§ EXERCISE DIRECTIONS
From the first line of the material through the line containing "use std::time::Instant;", restate everything word for word and nothing more.

BEGIN SUPPLIED DATA

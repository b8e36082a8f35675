//! Application State and System Status
//!
//! Shared state for the recognition server, accessible from API handlers
//! and the per-connection session tasks.

use serde::{Deserialize, Serialize};
use std::time::Instant;

/// Shared application state accessible from API handlers and session tasks.
///
/// This struct is wrapped in `Arc<RwLock<>>` for thread-safe access across
/// the async runtime.
#[derive(Debug, Clone, Serialize, Deserialize)]
pub struct AppState {
    /// System uptime (serializes as seconds)
    #[serde(skip, default = "Instant::now")]
    pub uptime: Instant,

    /// Total WebSocket sessions opened since startup
    pub sessions_opened: u64,

    /// Sessions currently connected
    pub sessions_active: u64,

    /// Total binary frame messages received across all sessions
    pub frames_received: u64,

    /// Non-empty results emitted across all sessions
    pub results_emitted: u64,

    /// Error messages sent to clients
    pub errors_reported: u64,

    /// Last result timestamp
    pub last_result_time: Option<chrono::DateTime<chrono::Utc>>,

    /// Current system status
    pub status: SystemStatus,
}

impl Default for AppState {
    fn default() -> Self {
        Self {
            uptime: Instant::now(),
            sessions_opened: 0,
            sessions_active: 0,
            frames_received: 0,
            results_emitted: 0,
            errors_reported: 0,
            last_result_time: None,
            status: SystemStatus::Initializing,
        }
    }
}

impl AppState {
    /// Get uptime in seconds
    pub fn uptime_secs(&self) -> u64 {
        self.uptime.elapsed().as_secs()
    }
}

/// System operational status
#[derive(Debug, Clone, Copy, PartialEq, Eq, Serialize, Deserialize)]
pub enum SystemStatus {
    /// System is starting up
    Initializing,
    /// Accepting connections, models reachable
    Serving,
    /// System error or degraded operation
    Error,
}

impl std::fmt::Display for SystemStatus {
    fn fmt(&self, f: &mut std::fmt::Formatter<'_>) -> std::fmt::Result {
        match self {
            SystemStatus::Initializing => write!(f, "Initializing"),
            SystemStatus::Serving => write!(f, "Serving"),
            SystemStatus::Error => write!(f, "Error"),
        }
    }
}
//! Per-connection session state machine
//!
//! Owns everything one connection accumulates: the frame buffer, the
//! cooldown, the negotiated mode, and the arbiter handle. State is mutated
//! only inside this type's own event handlers - the transport loop feeds it
//! one event at a time and relays whatever messages come back, so a frame
//! and a control message can never interleave their mutations.
//!
//! ```text
//! Idle --start--> Collecting --threshold--> Processing --result--> Cooldown
//!                     ^                          |                    |
//!                     +---- empty result --------+<---- D frames ----+
//! any state --stop--> Stopped (after one drain pass over buffered frames)
//! ```
//!
//! The arbiter call is the single suspension point. Frames that arrive
//! while Processing or Cooldown are dropped, not queued - landmark streams
//! are high-rate and a stale frame is worthless once a decision is in
//! flight.

use std::sync::Arc;

use tracing::{debug, info, warn};

use crate::arbiter::{Arbiter, Verdict};
use crate::classify::ModelRegistry;
use crate::config::{SessionConfig, ThresholdConfig};
use crate::extract::LandmarkExtractor;
use crate::session::buffer::SequenceBuffer;
use crate::session::cooldown::CooldownController;
use crate::session::error::SessionError;
use crate::types::{
    ControlMessage, Dexterity, ModelMode, ResultKind, ServerMessage, SessionStatus, SignResult,
};

/// Lifecycle state of one session.
#[derive(Debug, Clone, Copy, PartialEq, Eq)]
pub enum SessionState {
    /// Connection open, no mode negotiated yet.
    Idle,
    /// Accepting frames toward the next decision threshold.
    Collecting,
    /// An arbiter call is in flight.
    Processing,
    /// Suppressing re-triggers on the sign just reported.
    Cooldown,
    /// Session ended; no further input is accepted.
    Stopped,
}

impl std::fmt::Display for SessionState {
    fn fmt(&self, f: &mut std::fmt::Formatter<'_>) -> std::fmt::Result {
        match self {
            SessionState::Idle => write!(f, "Idle"),
            SessionState::Collecting => write!(f, "Collecting"),
            SessionState::Processing => write!(f, "Processing"),
            SessionState::Cooldown => write!(f, "Cooldown"),
            SessionState::Stopped => write!(f, "Stopped"),
        }
    }
}

/// Per-connection controller composing buffer, cooldown, and arbiter.
pub struct SessionStateMachine {
    state: SessionState,
    mode: Option<ModelMode>,
    buffer: SequenceBuffer,
    cooldown: CooldownController,
    arbiter: Arbiter,
    extractor: Arc<dyn LandmarkExtractor>,
    config: SessionConfig,
    dexterity: Dexterity,

    /// Frames accepted into the buffer.
    frames_ingested: u64,
    /// Frames dropped by backpressure (Processing or Cooldown).
    frames_discarded: u64,
    /// Non-empty results emitted.
    results_emitted: u64,
}

impl SessionStateMachine {
    pub fn new(
        registry: Arc<ModelRegistry>,
        extractor: Arc<dyn LandmarkExtractor>,
        config: SessionConfig,
        thresholds: ThresholdConfig,
    ) -> Self {
        let arbiter = Arbiter::new(registry, config.clone(), thresholds);
        Self {
            state: SessionState::Idle,
            mode: None,
            buffer: SequenceBuffer::new(config.dynamic_window),
            cooldown: CooldownController::new(),
            arbiter,
            extractor,
            config,
            dexterity: Dexterity::default(),
            frames_ingested: 0,
            frames_discarded: 0,
            results_emitted: 0,
        }
    }

    pub fn state(&self) -> SessionState {
        self.state
    }

    pub fn is_stopped(&self) -> bool {
        self.state == SessionState::Stopped
    }

    pub fn frames_ingested(&self) -> u64 {
        self.frames_ingested
    }

    pub fn frames_discarded(&self) -> u64 {
        self.frames_discarded
    }

    pub fn results_emitted(&self) -> u64 {
        self.results_emitted
    }

    // ========================================================================
    // Control messages
    // ========================================================================

    pub async fn on_control(&mut self, msg: ControlMessage) -> Vec<ServerMessage> {
        if self.state == SessionState::Stopped {
            debug!("Control message after stop - ignored");
            return Vec::new();
        }
        if self.state == SessionState::Processing {
            // Defensive: the transport loop serializes events, but overlap
            // must never mutate buffer or state.
            return vec![ServerMessage::error(
                SessionError::ConcurrentOperation.to_string(),
            )];
        }

        match msg {
            ControlMessage::Start {
                model,
                sequence_num,
            } => self.handle_start(model, sequence_num),
            ControlMessage::Process => self.handle_process().await,
            ControlMessage::Stop => self.handle_stop().await,
            ControlMessage::Reset => self.handle_reset(),
            ControlMessage::Config {
                dexterity,
                min_confidence,
            } => {
                if let Some(d) = dexterity {
                    self.dexterity = d;
                }
                self.arbiter.set_min_confidence(min_confidence);
                debug!(dexterity = %self.dexterity, "Session config updated");
                Vec::new()
            }
        }
    }

    fn handle_start(
        &mut self,
        model: ModelMode,
        sequence_num: Option<usize>,
    ) -> Vec<ServerMessage> {
        let capacity = match model {
            ModelMode::Alpha | ModelMode::Numeric => self.config.dynamic_window,
            ModelMode::Glosses => match self.config.resolve_gloss_length(sequence_num) {
                Some(len) => len,
                None => {
                    let requested = sequence_num.unwrap_or(0);
                    warn!(requested, "Rejected unsupported gloss sequence length");
                    return vec![ServerMessage::error(
                        SessionError::UnsupportedSequenceLength(requested).to_string(),
                    )];
                }
            },
        };

        self.mode = Some(model);
        self.buffer.reset_capacity(capacity);
        self.cooldown.clear();
        self.state = SessionState::Collecting;

        info!(mode = %model, window = capacity, "Session started");
        vec![ServerMessage::status(SessionStatus::Collecting)]
    }

    async fn handle_process(&mut self) -> Vec<ServerMessage> {
        let Some(mode) = self.mode else {
            return vec![ServerMessage::error(SessionError::NotStarted.to_string())];
        };
        if self.state == SessionState::Idle {
            return vec![ServerMessage::error(SessionError::NotStarted.to_string())];
        }

        let required = mode.min_frames();
        if self.buffer.len() < required {
            let err = SessionError::InvalidFrameCount {
                mode,
                actual: self.buffer.len(),
                required,
            };
            warn!(%err, "Forced process rejected");
            self.buffer.clear();
            self.state = SessionState::Collecting;
            return vec![ServerMessage::error(err.to_string())];
        }

        self.run_processing(mode, true).await
    }

    /// Drain any buffered frames through one final pass, then stop.
    ///
    /// A sign performed right before disconnect is not silently dropped:
    /// glosses windows are padded by the word model, alpha windows run if
    /// they meet the mode's minimum, and anything shorter reports an empty
    /// result.
    async fn handle_stop(&mut self) -> Vec<ServerMessage> {
        let mut messages = Vec::new();

        if let Some(mode) = self.mode {
            if !self.buffer.is_empty() {
                if self.buffer.len() >= mode.min_frames() {
                    messages = self.run_processing(mode, true).await;
                } else {
                    messages.push(ServerMessage::from(Self::empty_result(mode)));
                }
            }
        }

        info!(
            frames = self.frames_ingested,
            discarded = self.frames_discarded,
            results = self.results_emitted,
            "Session stopped"
        );
        self.state = SessionState::Stopped;
        messages
    }

    fn handle_reset(&mut self) -> Vec<ServerMessage> {
        self.buffer.clear();
        self.cooldown.clear();
        if self.mode.is_some() {
            self.state = SessionState::Collecting;
            debug!("Session reset - buffer and cooldown cleared");
            vec![ServerMessage::status(SessionStatus::Ready)]
        } else {
            self.state = SessionState::Idle;
            Vec::new()
        }
    }

    // ========================================================================
    // Frame messages
    // ========================================================================

    pub async fn on_frame(&mut self, payload: &[u8]) -> Vec<ServerMessage> {
        match self.state {
            SessionState::Stopped => Vec::new(),
            SessionState::Processing => {
                // Lossy by design: stale frames are worthless once a
                // decision is in flight.
                self.frames_discarded += 1;
                Vec::new()
            }
            SessionState::Idle => {
                vec![ServerMessage::error(SessionError::NotStarted.to_string())]
            }
            SessionState::Cooldown => {
                self.frames_discarded += 1;
                let remaining = self.cooldown.tick();
                if remaining == 0 {
                    debug!("Cooldown elapsed - collecting again");
                    self.state = SessionState::Collecting;
                    vec![ServerMessage::status(SessionStatus::Collecting)]
                } else {
                    Vec::new()
                }
            }
            SessionState::Collecting => self.collect_frame(payload).await,
        }
    }

    async fn collect_frame(&mut self, payload: &[u8]) -> Vec<ServerMessage> {
        // Mode is always set in Collecting state.
        let Some(mode) = self.mode else {
            return vec![ServerMessage::error(SessionError::NotStarted.to_string())];
        };

        let dim = mode.frame_dim();
        let frame = match self.extractor.extract(payload, dim, self.dexterity).await {
            Ok(frame) => frame,
            Err(e) => {
                // Decode failures become no-detection frames and are
                // interpolated over, never fatal.
                warn!(error = %e, "Frame decode failed - treating as no detection");
                crate::types::LandmarkFrame::missing(dim)
            }
        };

        self.buffer.push(frame);
        self.frames_ingested += 1;

        let at_threshold = match mode {
            ModelMode::Alpha | ModelMode::Numeric => {
                self.buffer.len() == self.config.early_window
                    || self.buffer.len() >= self.config.dynamic_window
            }
            ModelMode::Glosses => self.buffer.is_full(),
        };

        if at_threshold {
            self.run_processing(mode, false).await
        } else {
            Vec::new()
        }
    }

    /// Called by the transport loop when the peer vanishes without `stop`.
    pub fn on_disconnect(&mut self) {
        if self.state != SessionState::Stopped {
            info!(
                frames = self.frames_ingested,
                results = self.results_emitted,
                "Transport closed - session stopped"
            );
            self.state = SessionState::Stopped;
        }
    }

    // ========================================================================
    // Processing
    // ========================================================================

    async fn run_processing(&mut self, mode: ModelMode, forced: bool) -> Vec<ServerMessage> {
        self.state = SessionState::Processing;
        let mut messages = vec![ServerMessage::status(SessionStatus::Processing)];

        let window = self.buffer.window();
        debug!(frames = window.len(), forced, "Invoking arbiter");

        match self.arbiter.decide(&window, mode, forced).await {
            Ok(Verdict::Continue) => {
                // Early tier declined; the buffer keeps growing toward the
                // full window.
                self.state = SessionState::Collecting;
                messages.push(ServerMessage::status(SessionStatus::Collecting));
            }
            Ok(Verdict::Emit(result)) => {
                self.buffer.clear();
                let empty = result.is_empty();
                let kind = result.dominant_kind();
                messages.push(ServerMessage::from(result));
                messages.push(ServerMessage::status(SessionStatus::Ready));

                if empty {
                    // No confident sign: retry immediately, no suppression.
                    self.state = SessionState::Collecting;
                } else {
                    self.results_emitted += 1;
                    let duration = self.cooldown_frames(kind);
                    if duration > 0 {
                        self.cooldown.arm(duration);
                        self.state = SessionState::Cooldown;
                    } else {
                        self.state = SessionState::Collecting;
                    }
                    info!(kind = %kind, cooldown_frames = duration, "Result emitted");
                }
            }
            Err(SessionError::UndecidableSequence) => {
                // The whole window was detection-free: empty result, no
                // cooldown, immediate retry.
                self.buffer.clear();
                messages.push(ServerMessage::from(Self::empty_result(mode)));
                messages.push(ServerMessage::status(SessionStatus::Ready));
                self.state = SessionState::Collecting;
            }
            Err(e) => {
                warn!(error = %e, "Processing failed - buffer cleared, session continues");
                self.buffer.clear();
                messages.push(ServerMessage::error(e.to_string()));
                self.state = SessionState::Collecting;
            }
        }

        messages
    }

    fn cooldown_frames(&self, kind: ResultKind) -> u32 {
        match kind {
            ResultKind::Letter | ResultKind::Number => self.config.cooldown_static_frames,
            ResultKind::Gesture => self.config.cooldown_dynamic_frames,
            ResultKind::Word => self.config.cooldown_word_frames,
        }
    }

    fn empty_result(mode: ModelMode) -> SignResult {
        match mode {
            ModelMode::Alpha | ModelMode::Numeric => SignResult::empty_alpha_numeric(),
            ModelMode::Glosses => SignResult::empty_word(),
        }
    }
}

END SUPPLIED DATA

§ COMPLETED TASK
repository b8e36082a8f35675
//! Application State and System Status
//!
//! Shared state for the recognition server, accessible from API handlers
//! and the per-connection session tasks.

use serde::{Deserialize, Serialize};
use std::time::Instant;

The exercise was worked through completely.